That cruel accusation caused Melodie to spin around on her heels. Eyes the color of a stinging winter sky snapped with indignation.

“And just what gives you the right to judge me? To sit as both judge and jury on my feelings for my mother?” she demanded.

Matching hers in intensity, Buck’s eyes threatened to burn a hole right through her.

“Years of being by her side, watching her scrimp and save to leave you a ‘respectable’ inheritance, months of holding her hand and watching her waste away from cancer and heartache as she waited for any scrap of attention you might deem to send long-distance.”

“Self-righteous words from the dutiful son my mother never had. Between her sainthood and your martyrdom, I doubt if there would have been enough room at her bedside for a sinner like me!” Melodie snarled in return.

Despite the vehemence of her response, Melodie’s shoulders slumped beneath the weight of her guilt. Sucker punched by Buck’s resentment, she turned aside to hide the depth of her pain. Placing both hands on the dated Formica countertop, she attempted to steady herself. Her hands were still trembling when she reached for the coffeepot and poured herself a cup. As if hoping to somehow warm herself all the way through with its meager heat, she wrapped her fingers tightly around it before turning back around to face her grand inquisitor.

What possible good would come from trying to explain that Randall wouldn’t let her come home? That juggling a demanding job and a manic-depressive husband simultaneously was all she had been able to manage at the time. The excuse sounded pathetic even to her own ears. Squaring her slender shoulders, Melodie strode back to the table with her chin tilted defiantly up. Taking her seat, she brought the cup to her lips to blow away the steam that rose like an incantation from the dark brew.
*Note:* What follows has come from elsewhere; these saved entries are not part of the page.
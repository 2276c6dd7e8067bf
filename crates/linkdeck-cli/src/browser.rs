//! Opening URLs in the default browser

use std::process::{Command, Stdio};

/// The platform launcher: xdg-open on Linux, open on macOS, start on Windows
fn launcher() -> Command {
    if cfg!(target_os = "macos") {
        Command::new("open")
    } else if cfg!(target_os = "windows") {
        let mut cmd = Command::new("cmd");
        cmd.args(["/C", "start", ""]);
        cmd
    } else {
        Command::new("xdg-open")
    }
}

/// Hand a URL to the default browser
///
/// The launcher runs detached with null stdio; the terminal keeps the
/// foreground either way.
pub fn open_url(url: &str) -> std::io::Result<()> {
    launcher()
        .arg(url)
        .stdin(Stdio::null())
        .stdout(Stdio::null())
        .stderr(Stdio::null())
        .spawn()
        .map(|_| ())
}
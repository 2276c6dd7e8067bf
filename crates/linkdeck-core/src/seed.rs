//! First-run seed data
//!
//! When no saved snapshot exists the deck starts from this fixed set of
//! groups, so a fresh install has something on screen immediately.

use crate::deck::Deck;
use crate::models::{Bookmark, Group, DEFAULT_GROUP_ID};

/// Edit time for seeded bookmarks, predating any real edit
const SEED_EDITED_TIME: i64 = 1;

/// The groups a brand new deck starts with
pub fn seed_groups() -> Vec<Group> {
    vec![default_group(), dev_group()]
}

/// A deck built from the seed groups
pub fn seed_deck() -> Deck {
    Deck::from_groups(seed_groups())
}

fn seeded(group_id: &str, id: &str, title: &str, url: &str, favicon: &str) -> Bookmark {
    Bookmark {
        id: id.to_string(),
        title: title.to_string(),
        url: url.to_string(),
        favicon: favicon.to_string(),
        group_id: group_id.to_string(),
        edited_time: SEED_EDITED_TIME,
    }
}

fn default_group() -> Group {
    let mut group = Group::with_id(DEFAULT_GROUP_ID, "Default");
    group.bookmarks = [
        (
            "default-0",
            "Spotify",
            "https://open.spotify.com",
            "https://open.spotify.com/favicon.ico",
        ),
        (
            "default-1",
            "Youtube",
            "https://youtu.be/tsmPCi7NKrg?t=256",
            "https://s.ytimg.com/yts/img/favicon_32-vflOogEID.png",
        ),
        (
            "default-2",
            "Twitch",
            "https://twitch.tv",
            "https://twitch.tv/favicon.ico",
        ),
        (
            "default-3",
            "Wikipedia",
            "https://wikipedia.org",
            "https://wikipedia.org/favicon.ico",
        ),
        (
            "default-4",
            "Deviantart",
            "https://deviantart.com",
            "https://deviantart.com/favicon.ico",
        ),
        (
            "default-5",
            "Pinterest",
            "https://pinterest.com",
            "https://s.pinimg.com/webapp/favicon-56d11a6a.png",
        ),
        (
            "default-6",
            "Reddit",
            "https://reddit.com",
            "https://reddit.com/favicon.ico",
        ),
        (
            "default-7",
            "Ventusky",
            "https://ventusky.com",
            "https://ventusky.com/favicon.ico",
        ),
        (
            "default-8",
            "X",
            "https://x.com",
            "https://abs.twimg.com/favicons/twitter.3.ico",
        ),
    ]
    .into_iter()
    .map(|(id, title, url, favicon)| seeded(DEFAULT_GROUP_ID, id, title, url, favicon))
    .collect();
    group
}

fn dev_group() -> Group {
    let group_id = "kaosc-groupId";
    let mut group = Group::with_id(group_id, "Koosc Dev");
    group.bookmarks = [
        (
            "kaosc-1",
            "Kaosc",
            "https://kaosc.vercel.app",
            "https://kaosc.vercel.app/favicon.ico",
        ),
        (
            "kaosc-2",
            "Quick Copy",
            "https://play.google.com/store/apps/details?id=com.Kaosc.SrcKitab",
            "https://raw.githubusercontent.com/Kaosc/Kaosc/main/public/assets/products/quickcopy/logo.png",
        ),
        (
            "kaosc-3",
            "Driver Book",
            "https://play.google.com/store/apps/details?id=com.Kaosc.SrcKitab",
            "https://raw.githubusercontent.com/Kaosc/Kaosc/main/public/assets/products/driverbook/logo.png",
        ),
        (
            "kaosc-4",
            "Kavaklakerda",
            "https://kavaklakerda.vercel.app",
            "https://kavaklakerda.vercel.app/favicon.ico",
        ),
        (
            "kaosc-5",
            "Sunset Sunrise",
            "https://chrome.google.com/webstore/detail/sunset-sunrise/gkfelccnlfiipepkjfmgbkaebppelfma",
            "https://github.com/Kaosc/Kaosc/raw/main/public/assets/products/sunsetsunrise/logo.png",
        ),
        (
            "kaosc-6",
            "Cat Bot",
            "https://top.gg/bot/1052869011366477844",
            "https://raw.githubusercontent.com/Kaosc/discord-cat-bot/master/assets/cat_128.png",
        ),
        (
            "kaosc-7",
            "Hyle Theme",
            "https://marketplace.visualstudio.com/items?itemName=Kaosc.hyle",
            "https://github.com/Kaosc/Kaosc/raw/main/public/assets/products/hyletheme/logo.png",
        ),
    ]
    .into_iter()
    .map(|(id, title, url, favicon)| seeded(group_id, id, title, url, favicon))
    .collect();
    group
}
The silence was deafening. They looked at one another more as strangers separated by strands of barbed wire than as one-time soul mates. Swishing a sip of hot liquid around in her mouth, Melodie forced herself to swallow it along with yet another tough piece of leftover pride.

“Look, Buck,” she began, daring to meet his eyes dead on. “You’re certainly entitled to your feelings, and God knows I owe you a debt of gratitude not to mention a long overdue apology. But it’s unlikely that the years of hurt between us are going to be healed over any cup of coffee. Since we’ve both got a couple of hard days ahead of us, do you think we could postpone our mutual animosity until after the funeral?”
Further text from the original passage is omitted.